After the team got all that in place, it was time to integrate security tooling into the development process and focus on CI/CD. By leveraging a lot of the goodness that comes out of the Sonatype platform, everything got easier, according to the BJ development team.

In the beginning, there was a lot of data being thrown at them. To make it all work, the team needed to understand what every alert meant. Shortly thereafter, the team noticed that they could fix issues right out of the gate, and developers started doing precisely that immediately.

As a result of their transformation, BJ’s now has the capability to stop builds if they need to. The company is doing a lot with AWS, including blue/green deployments and A/B testing. This enables them to test new features on their website and measure how they’re received by their users. By being able to build artificial intelligence that’s based on good data in the pipeline, the team can automate a lot of change management processes. In the future, BJ’s hopes to move changes directly into production via continuous deployment.

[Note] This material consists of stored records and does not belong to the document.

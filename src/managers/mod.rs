// Tidymarks state managers
// Managers own persistent state: the bookmark store, its lifecycle handle and the host mirror loop.

pub mod bookmark_store;
pub mod mirror;
pub mod store_handle;
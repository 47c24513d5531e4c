// Tidymarks Settings Engine
// Loads, validates and persists EngineSettings as a JSON file in the platform config directory.
// Individual values are addressed with dot-notation keys such as "search.cache_capacity".

use std::fs;
use std::path::Path;

use tracing::{debug, warn};

use crate::platform;
use crate::types::errors::SettingsError;
use crate::types::settings::EngineSettings;

/// Trait defining the settings engine interface.
pub trait SettingsEngineTrait {
    fn load(&mut self) -> Result<EngineSettings, SettingsError>;
    fn save(&self) -> Result<(), SettingsError>;
    fn get_settings(&self) -> &EngineSettings;
    fn get_value(&self, key: &str) -> Result<serde_json::Value, SettingsError>;
    fn set_value(&mut self, key: &str, value: serde_json::Value) -> Result<(), SettingsError>;
    fn reset(&mut self) -> Result<(), SettingsError>;
    fn get_config_path(&self) -> &str;
}

/// Rejects combinations the engine cannot run with.
pub fn validate(settings: &EngineSettings) -> Result<(), SettingsError> {
    if settings.reconcile.batch_size == 0 {
        return Err(SettingsError::InvalidValue(
            "reconcile.batch_size must be at least 1".to_string(),
        ));
    }
    if settings.storage.batch_size == Some(0) {
        return Err(SettingsError::InvalidValue(
            "storage.batch_size must be at least 1 when set".to_string(),
        ));
    }
    if settings.storage.init_timeout_ms == 0 {
        return Err(SettingsError::InvalidValue(
            "storage.init_timeout_ms must be positive".to_string(),
        ));
    }
    if settings.search.default_limit == 0 {
        return Err(SettingsError::InvalidValue(
            "search.default_limit must be at least 1".to_string(),
        ));
    }
    Ok(())
}

/// Settings engine that persists [`EngineSettings`] as JSON on disk.
pub struct SettingsEngine {
    config_path: String,
    settings: EngineSettings,
}

impl SettingsEngine {
    /// Creates a new SettingsEngine.
    ///
    /// `path_override` replaces the default `<config dir>/settings.json`.
    pub fn new(path_override: Option<String>) -> Self {
        let config_path = path_override.unwrap_or_else(|| {
            platform::get_config_dir()
                .join("settings.json")
                .to_string_lossy()
                .to_string()
        });

        Self {
            config_path,
            settings: EngineSettings::default(),
        }
    }

    /// Settings held in memory only, for callers that never touch disk.
    pub fn with_settings(config_path: String, settings: EngineSettings) -> Self {
        Self {
            config_path,
            settings,
        }
    }

    fn to_json(&self) -> Result<serde_json::Value, SettingsError> {
        serde_json::to_value(&self.settings).map_err(|e| {
            SettingsError::SerializationError(format!("Failed to serialize settings: {}", e))
        })
    }
}

/// Walks a dot-notation key through nested JSON objects.
fn lookup_mut<'v>(root: &'v mut serde_json::Value, key: &str) -> Result<&'v mut serde_json::Value, SettingsError> {
    if key.is_empty() {
        return Err(SettingsError::InvalidKey("Key cannot be empty".to_string()));
    }
    let mut current = root;
    for part in key.split('.') {
        current = current
            .as_object_mut()
            .ok_or_else(|| {
                SettingsError::InvalidKey(format!(
                    "Cannot navigate to key '{}': intermediate value is not an object",
                    key
                ))
            })?
            .get_mut(part)
            .ok_or_else(|| SettingsError::InvalidKey(format!("Key '{}' not found in settings", key)))?;
    }
    Ok(current)
}

impl SettingsEngineTrait for SettingsEngine {
    /// Loads settings from the JSON config file.
    ///
    /// A missing file yields defaults. Missing keys inside an existing file
    /// take their default values; malformed JSON is an error.
    fn load(&mut self) -> Result<EngineSettings, SettingsError> {
        let path = Path::new(&self.config_path);

        if !path.exists() {
            debug!(path = %self.config_path, "no settings file, using defaults");
            self.settings = EngineSettings::default();
            return Ok(self.settings.clone());
        }

        let content = fs::read_to_string(path)
            .map_err(|e| SettingsError::IoError(format!("Failed to read config file: {}", e)))?;

        let settings: EngineSettings = serde_json::from_str(&content).map_err(|e| {
            SettingsError::SerializationError(format!("Failed to parse config file: {}", e))
        })?;
        validate(&settings)?;

        self.settings = settings;
        Ok(self.settings.clone())
    }

    /// Writes the current settings, creating parent directories as needed.
    fn save(&self) -> Result<(), SettingsError> {
        let path = Path::new(&self.config_path);

        if let Some(parent) = path.parent() {
            fs::create_dir_all(parent).map_err(|e| {
                SettingsError::IoError(format!("Failed to create config directory: {}", e))
            })?;
        }

        let json = serde_json::to_string_pretty(&self.settings).map_err(|e| {
            SettingsError::SerializationError(format!("Failed to serialize settings: {}", e))
        })?;

        fs::write(path, json)
            .map_err(|e| SettingsError::IoError(format!("Failed to write config file: {}", e)))?;

        Ok(())
    }

    fn get_settings(&self) -> &EngineSettings {
        &self.settings
    }

    /// Reads one value by dot-notation key, e.g. `"storage.write_retries"`.
    fn get_value(&self, key: &str) -> Result<serde_json::Value, SettingsError> {
        let mut json_value = self.to_json()?;
        Ok(lookup_mut(&mut json_value, key)?.take())
    }

    /// Updates one value by dot-notation key and persists the result.
    ///
    /// The new value must deserialize into the field's type and the resulting
    /// settings must pass [`validate`]; otherwise nothing changes.
    fn set_value(&mut self, key: &str, value: serde_json::Value) -> Result<(), SettingsError> {
        let mut json_value = self.to_json()?;
        *lookup_mut(&mut json_value, key)? = value;

        let new_settings: EngineSettings = serde_json::from_value(json_value).map_err(|e| {
            SettingsError::InvalidValue(format!("Invalid value for key '{}': {}", key, e))
        })?;
        if let Err(err) = validate(&new_settings) {
            warn!(key, error = %err, "rejected settings change");
            return Err(err);
        }

        self.settings = new_settings;
        self.save()?;
        Ok(())
    }

    /// Resets all settings to defaults and saves to disk.
    fn reset(&mut self) -> Result<(), SettingsError> {
        self.settings = EngineSettings::default();
        self.save()?;
        Ok(())
    }

    fn get_config_path(&self) -> &str {
        &self.config_path
    }
}
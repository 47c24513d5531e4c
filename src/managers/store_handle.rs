//! Store lifecycle for Tidymarks.
//!
//! `StoreHandle` owns the single open [`BookmarkStore`]. Concurrent callers of
//! [`StoreHandle::initialize`] share one open attempt; the attempt is bounded
//! by a timeout and falls back to a single destroy-and-recreate when the file
//! is corrupted or the open hangs. A file locked by another consumer is never
//! recreated: the lock wait is shorter than the timeout, so the open fails
//! with `MigrationBlocked` first.

use std::sync::{Arc, Mutex, RwLock};
use std::time::{Duration, Instant};

use serde::{Deserialize, Serialize};
use tracing::{error, info, warn};

use super::bookmark_store::BookmarkStore;
use crate::database::connection::{Database, DatabaseLocation};
use crate::types::errors::StoreError;
use crate::types::settings::StorageSettings;

/// What happened during the last successful initialization.
#[derive(Debug, Clone, PartialEq, Eq, Serialize, Deserialize)]
pub struct InitReport {
    /// True when the database was destroyed and recreated.
    pub recovered: bool,
    pub schema_version: i32,
    pub elapsed_ms: u64,
}

/// Injectable owner of the open store.
pub struct StoreHandle {
    location: DatabaseLocation,
    settings: StorageSettings,
    current: RwLock<Option<Arc<BookmarkStore>>>,
    init_gate: tokio::sync::Mutex<()>,
    last_init: Mutex<Option<InitReport>>,
}

impl StoreHandle {
    pub fn new(location: DatabaseLocation, settings: StorageSettings) -> Self {
        Self {
            location,
            settings,
            current: RwLock::new(None),
            init_gate: tokio::sync::Mutex::new(()),
            last_init: Mutex::new(None),
        }
    }

    /// A handle over a private in-memory database.
    pub fn in_memory(settings: StorageSettings) -> Self {
        Self::new(DatabaseLocation::Memory, settings)
    }

    pub fn location(&self) -> &DatabaseLocation {
        &self.location
    }

    /// The open store.
    ///
    /// # Errors
    /// `StoreError::Uninitialized` before `initialize()` succeeds or after `close()`.
    pub fn current(&self) -> Result<Arc<BookmarkStore>, StoreError> {
        let guard = self
            .current
            .read()
            .map_err(|_| StoreError::Unavailable("store handle lock poisoned".to_string()))?;
        guard.clone().ok_or(StoreError::Uninitialized)
    }

    pub fn is_initialized(&self) -> bool {
        self.current().is_ok()
    }

    pub fn last_init(&self) -> Option<InitReport> {
        self.last_init.lock().ok().and_then(|report| report.clone())
    }

    /// Opens the store, or returns the one already open.
    ///
    /// Callers that arrive while an attempt is running wait for it and receive
    /// its store. A failed attempt leaves the handle uninitialized so a later
    /// call can try again.
    pub async fn initialize(&self) -> Result<Arc<BookmarkStore>, StoreError> {
        let _gate = self.init_gate.lock().await;
        if let Ok(store) = self.current() {
            return Ok(store);
        }

        let started = Instant::now();
        let timeout = self.settings.init_timeout();
        let (db, recovered) = match self.open(false, timeout).await {
            Ok(opened) => opened,
            Err(StoreError::Timeout(_)) => {
                warn!(?timeout, location = ?self.location, "store open timed out, recreating");
                let db = self.open(true, timeout).await.map_err(|e| match e {
                    StoreError::Timeout(_) => StoreError::Timeout(timeout),
                    other => StoreError::RepairFailed(other.to_string()),
                })?;
                (db.0, true)
            }
            Err(err) => {
                error!(error = %err, location = ?self.location, "store initialization failed");
                return Err(err);
            }
        };

        let report = InitReport {
            recovered,
            schema_version: db.schema_version(),
            elapsed_ms: started.elapsed().as_millis() as u64,
        };
        let store = Arc::new(BookmarkStore::new(db, self.settings.clone()));
        {
            let mut current = self
                .current
                .write()
                .map_err(|_| StoreError::Unavailable("store handle lock poisoned".to_string()))?;
            *current = Some(store.clone());
        }
        if let Ok(mut last) = self.last_init.lock() {
            *last = Some(report.clone());
        }
        info!(
            recovered = report.recovered,
            schema_version = report.schema_version,
            elapsed_ms = report.elapsed_ms,
            "store initialized"
        );
        Ok(store)
    }

    /// Runs one blocking open on the blocking pool, bounded by `timeout`.
    ///
    /// A timed-out open keeps running on its blocking thread; its result is dropped.
    async fn open(&self, recreate: bool, timeout: Duration) -> Result<(Database, bool), StoreError> {
        let location = self.location.clone();
        let busy_timeout = self.settings.open_busy_timeout();
        let task = tokio::task::spawn_blocking(move || {
            if recreate {
                Database::recreate(&location, busy_timeout).map(|db| (db, true))
            } else {
                Database::open_with_recovery(&location, busy_timeout)
            }
        });
        match tokio::time::timeout(timeout, task).await {
            Ok(Ok(result)) => result,
            Ok(Err(join)) => Err(StoreError::Unavailable(format!("open task failed: {}", join))),
            Err(_) => Err(StoreError::Timeout(timeout)),
        }
    }

    /// Drops the handle's reference to the store. Outstanding `Arc`s stay usable
    /// until they are dropped; new `current()` calls fail with `Uninitialized`.
    pub async fn close(&self) {
        let _gate = self.init_gate.lock().await;
        if let Ok(mut current) = self.current.write() {
            if current.take().is_some() {
                info!(location = ?self.location, "store closed");
            }
        }
    }
}
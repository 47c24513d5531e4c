// Tidymarks services
// Services hold the engine logic: search, tree editing, diffing, reconciliation and settings.

pub mod memory_host;
pub mod proposal_tree;
pub mod query_cache;
pub mod reconciler;
pub mod scoring;
pub mod search_engine;
pub mod settings_engine;
pub mod tree_diff;
pub mod tree_host;
//! Bounded search result cache.
//!
//! Eviction follows insertion order: the oldest inserted entry goes first,
//! whether or not it was read recently. Entries are stamped with the store
//! generation they were computed at and are discarded once the store moves on.

use std::collections::{HashMap, VecDeque};

use crate::types::search::SearchOptions;

/// Builds the key for a normalized query and its options.
pub fn cache_key(normalized_query: &str, options: &SearchOptions) -> Option<String> {
    let options = serde_json::to_string(options).ok()?;
    Some(format!("{}\u{1f}{}", normalized_query, options))
}

pub struct QueryCache<V> {
    capacity: usize,
    entries: HashMap<String, (u64, V)>,
    order: VecDeque<String>,
}

impl<V: Clone> QueryCache<V> {
    /// A capacity of zero disables caching.
    pub fn new(capacity: usize) -> Self {
        Self {
            capacity,
            entries: HashMap::new(),
            order: VecDeque::new(),
        }
    }

    /// Returns the cached value when it was computed at `generation`.
    pub fn get(&mut self, key: &str, generation: u64) -> Option<V> {
        match self.entries.get(key) {
            Some((stamp, value)) if *stamp == generation => Some(value.clone()),
            Some(_) => {
                self.entries.remove(key);
                self.order.retain(|k| k != key);
                None
            }
            None => None,
        }
    }

    pub fn insert(&mut self, key: String, generation: u64, value: V) {
        if self.capacity == 0 {
            return;
        }
        if self.entries.insert(key.clone(), (generation, value)).is_none() {
            self.order.push_back(key);
        }
        while self.entries.len() > self.capacity {
            match self.order.pop_front() {
                Some(oldest) => {
                    self.entries.remove(&oldest);
                }
                None => break,
            }
        }
    }

    pub fn len(&self) -> usize {
        self.entries.len()
    }

    pub fn is_empty(&self) -> bool {
        self.entries.is_empty()
    }

    pub fn clear(&mut self) {
        self.entries.clear();
        self.order.clear();
    }
}
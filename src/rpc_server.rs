//! Tidymarks RPC server: JSON over stdin/stdout.
//!
//! Protocol: one JSON object per line (newline-delimited JSON).
//! Request:  {"id":1, "method":"search", "params":{"query":"rust"}}
//! Response: {"id":1, "result":{...}} or {"id":1, "error":"..."}
//!
//! Logs go to stderr. The tree host is in-memory; set `TIDYMARKS_TREE` to a
//! JSON file holding a node list to seed it, and `TIDYMARKS_DATA_DIR` to
//! choose where the database lives. `TIDYMARKS_DEBUG` turns on debug logs.

use std::io::Write;
use std::path::PathBuf;
use std::sync::Arc;
use std::time::Instant;

use serde_json::{json, Value};
use tokio::io::{AsyncBufReadExt, BufReader};
use tokio::sync::Mutex;

use tidymarks::app::Engine;
use tidymarks::database::connection::DatabaseLocation;
use tidymarks::platform;
use tidymarks::rpc_handler::handle_method;
use tidymarks::services::memory_host::InMemoryTreeHost;
use tidymarks::services::settings_engine::{SettingsEngine, SettingsEngineTrait};
use tidymarks::types::node::Node;

/// Simple rate limiter: max requests per second.
struct RateLimiter {
    window_start: Instant,
    request_count: u32,
    max_per_second: u32,
}

impl RateLimiter {
    fn new(max_per_second: u32) -> Self {
        Self { window_start: Instant::now(), request_count: 0, max_per_second }
    }

    /// Returns true if the request is allowed, false if rate-limited.
    fn check(&mut self) -> bool {
        if self.window_start.elapsed().as_secs() >= 1 {
            self.window_start = Instant::now();
            self.request_count = 0;
        }
        self.request_count += 1;
        self.request_count <= self.max_per_second
    }
}

fn load_host() -> Result<InMemoryTreeHost, String> {
    let Ok(path) = std::env::var("TIDYMARKS_TREE") else {
        return Ok(InMemoryTreeHost::with_default_folders());
    };
    let text = std::fs::read_to_string(&path).map_err(|e| format!("cannot read {}: {}", path, e))?;
    let nodes: Vec<Node> = serde_json::from_str(&text).map_err(|e| format!("invalid tree in {}: {}", path, e))?;
    InMemoryTreeHost::from_nodes(&nodes).map_err(|e| e.to_string())
}

fn database_location() -> DatabaseLocation {
    match std::env::var("TIDYMARKS_DATA_DIR") {
        Ok(dir) => DatabaseLocation::File(PathBuf::from(dir).join("tidymarks.db")),
        Err(_) => DatabaseLocation::File(platform::default_database_path()),
    }
}

fn respond(response: &Value) {
    let mut stdout = std::io::stdout().lock();
    let _ = writeln!(stdout, "{}", response);
    let _ = stdout.flush();
}

#[tokio::main]
async fn main() {
    tracing_subscriber::fmt()
        .with_writer(std::io::stderr)
        .with_max_level(if std::env::var_os("TIDYMARKS_DEBUG").is_some() {
            tracing::Level::DEBUG
        } else {
            tracing::Level::INFO
        })
        .with_ansi(false)
        .init();

    let host = match load_host() {
        Ok(host) => host,
        Err(err) => {
            tracing::error!(error = %err, "failed to load tree");
            std::process::exit(1);
        }
    };

    let mut settings_engine = SettingsEngine::new(None);
    if let Err(err) = settings_engine.load() {
        tracing::warn!(error = %err, "using default settings");
    }

    let mut engine = Engine::new(database_location(), settings_engine, Arc::new(host));
    if let Err(err) = engine.startup().await {
        tracing::error!(error = %err, hint = %err.user_message(), "storage failed to start");
        respond(&json!({"event": "error", "error": err.to_string()}));
        std::process::exit(1);
    }
    let engine = Mutex::new(engine);

    respond(&json!({"event": "ready", "version": env!("CARGO_PKG_VERSION")}));

    let mut rate_limiter = RateLimiter::new(200);
    let mut lines = BufReader::new(tokio::io::stdin()).lines();
    while let Ok(Some(line)) = lines.next_line().await {
        if line.trim().is_empty() {
            continue;
        }

        let req: Value = match serde_json::from_str(&line) {
            Ok(v) => v,
            Err(e) => {
                respond(&json!({"id": null, "error": format!("parse error: {}", e)}));
                continue;
            }
        };
        let id = req.get("id").cloned().unwrap_or(Value::Null);

        if !rate_limiter.check() {
            respond(&json!({"id": id, "error": "rate limit exceeded"}));
            continue;
        }

        let method = req.get("method").and_then(|v| v.as_str()).unwrap_or("");
        let params = req.get("params").cloned().unwrap_or(json!({}));

        let response = match handle_method(&engine, method, &params).await {
            Ok(val) => json!({"id": id, "result": val}),
            Err(err) => json!({"id": id, "error": err}),
        };
        respond(&response);
    }

    engine.lock().await.shutdown().await;
}
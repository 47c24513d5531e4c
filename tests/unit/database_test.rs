//! Unit tests for the Tidymarks database layer (connection, migrations, health).

use std::time::Duration;

use tidymarks::database::migrations::{self, CHILDREN_INDEX, CURRENT_SCHEMA_VERSION};
use tidymarks::database::{check_health, Database, DatabaseLocation};

#[test]
fn test_open_in_memory_succeeds() {
    let db = Database::open_in_memory();
    assert!(db.is_ok(), "open_in_memory should succeed");
}

#[test]
fn test_migrations_create_all_tables() {
    let db = Database::open_in_memory().expect("open_in_memory failed");
    let conn = db.connection();

    let expected_tables = [
        "schema_version",
        "bookmarks",
        "global_stats",
        "settings",
        "search_history",
        "favicon_cache",
        "crawl_metadata",
        "bookmark_keywords",
    ];

    for table in &expected_tables {
        assert!(
            migrations::table_exists(conn, table).unwrap(),
            "Table '{}' should exist after migrations",
            table
        );
    }
}

#[test]
fn test_migrations_create_indexes() {
    let db = Database::open_in_memory().expect("open_in_memory failed");
    let conn = db.connection();

    for index in migrations::expected_indexes() {
        assert!(
            migrations::index_exists(conn, index).unwrap(),
            "Index '{}' should exist after migrations",
            index
        );
    }
    assert!(migrations::index_exists(conn, CHILDREN_INDEX).unwrap());
}

#[test]
fn test_schema_version_is_current() {
    let db = Database::open_in_memory().unwrap();
    assert_eq!(db.schema_version(), CURRENT_SCHEMA_VERSION);
}

#[test]
fn test_migrations_are_idempotent() {
    let db = Database::open_in_memory().unwrap();
    let applied = migrations::run_all(db.connection()).unwrap();
    assert!(applied.is_empty(), "nothing left to apply: {:?}", applied);

    let rows: i64 = db
        .connection()
        .query_row("SELECT COUNT(*) FROM schema_version", [], |row| row.get(0))
        .unwrap();
    assert_eq!(rows, CURRENT_SCHEMA_VERSION as i64);
}

#[test]
fn test_dropped_index_is_recreated_on_reopen() {
    let dir = tempfile::tempdir().unwrap();
    let path = dir.path().join("bookmarks.db");
    {
        let db = Database::open(&path).unwrap();
        db.connection()
            .execute_batch(&format!("DROP INDEX {}", CHILDREN_INDEX))
            .unwrap();
        assert!(!check_health(db.connection()).healthy);
    }

    let db = Database::open(&path).unwrap();
    assert!(migrations::index_exists(db.connection(), CHILDREN_INDEX).unwrap());
    assert!(check_health(db.connection()).healthy);
}

#[test]
fn test_health_reports_missing_and_extra_objects() {
    let db = Database::open_in_memory().unwrap();
    db.connection()
        .execute_batch(
            "DROP TABLE favicon_cache;
             CREATE TABLE leftovers (id INTEGER);
             CREATE INDEX idx_leftovers_id ON leftovers(id);",
        )
        .unwrap();

    let report = check_health(db.connection());
    assert!(!report.healthy);
    assert_eq!(report.missing_tables, vec!["favicon_cache".to_string()]);
    assert_eq!(report.extra_tables, vec!["leftovers".to_string()]);
    assert_eq!(report.extra_indexes, vec!["idx_leftovers_id".to_string()]);
    assert!(report.error.is_none());
}

#[test]
fn test_garbage_file_is_recreated() {
    let dir = tempfile::tempdir().unwrap();
    let path = dir.path().join("bookmarks.db");
    std::fs::write(&path, b"this is definitely not an sqlite database, just some bytes").unwrap();

    let location = DatabaseLocation::File(path.clone());
    assert!(Database::open_location(&location, Duration::from_millis(200))
        .err()
        .is_some_and(|e| e.is_corruption()));

    let (db, recovered) = Database::open_with_recovery(&location, Duration::from_millis(200)).unwrap();
    assert!(recovered);
    assert!(check_health(db.connection()).healthy);
}

#[test]
fn test_destroy_removes_sidecar_files() {
    let dir = tempfile::tempdir().unwrap();
    let path = dir.path().join("bookmarks.db");
    {
        let _db = Database::open(&path).unwrap();
    }
    std::fs::write(dir.path().join("bookmarks.db-wal"), b"").unwrap();

    Database::destroy(&path).unwrap();
    assert!(!path.exists());
    assert!(!dir.path().join("bookmarks.db-wal").exists());
    // Missing files are fine
    Database::destroy(&path).unwrap();
}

As a result of the move to microservices and containers, BJ’s has increased its agility and, as a result, is able to ship releases with more frequency because remediation is done nearly continuously in a sandbox-like environment.

BJ’s Guiding Principles

To succeed in their transformation, the BJ’s team embraced five guiding principles:

  • Experiment. Try different approaches.
  • Use plugins wherever possible. Don’t reinvent the wheel.
  • Create pipeline patterns that other teams can leverage.
  • Don’t make security analysis a handoff. Make it part of the developer’s environment.
  • It’s all about iteration. Pipeline evolution is done incrementally.

Despite their impressive results, BJ’s isn’t done with their transformation. Some might even say they’re just getting started. Moving forward, BJ’s is focused on:

  • Integrating automation for container scanning into their pipeline
  • Integrating a Python ecosystem into Nexus
  • Getting a tighter feedback loop for Jira
  • Leveraging Nexus as private Docker repository
  • Taking advantage of other services offered within AWS (e.g., SE3 backend for artifact binaries)

Thanks to their decision to use containers and microservices, BJ’s developers can now have conversations without people falling off their chairs, so to speak.

Now that the company’s development community understands how much visibility they can have into their code, they’re committed to writing clean code and are okay with stopping a build if they have to.

It remains to be seen what the BJ’s development team will come up with next. Whatever they end up building can be shipped quickly, updated immediately, and measured to ensure users actually like it.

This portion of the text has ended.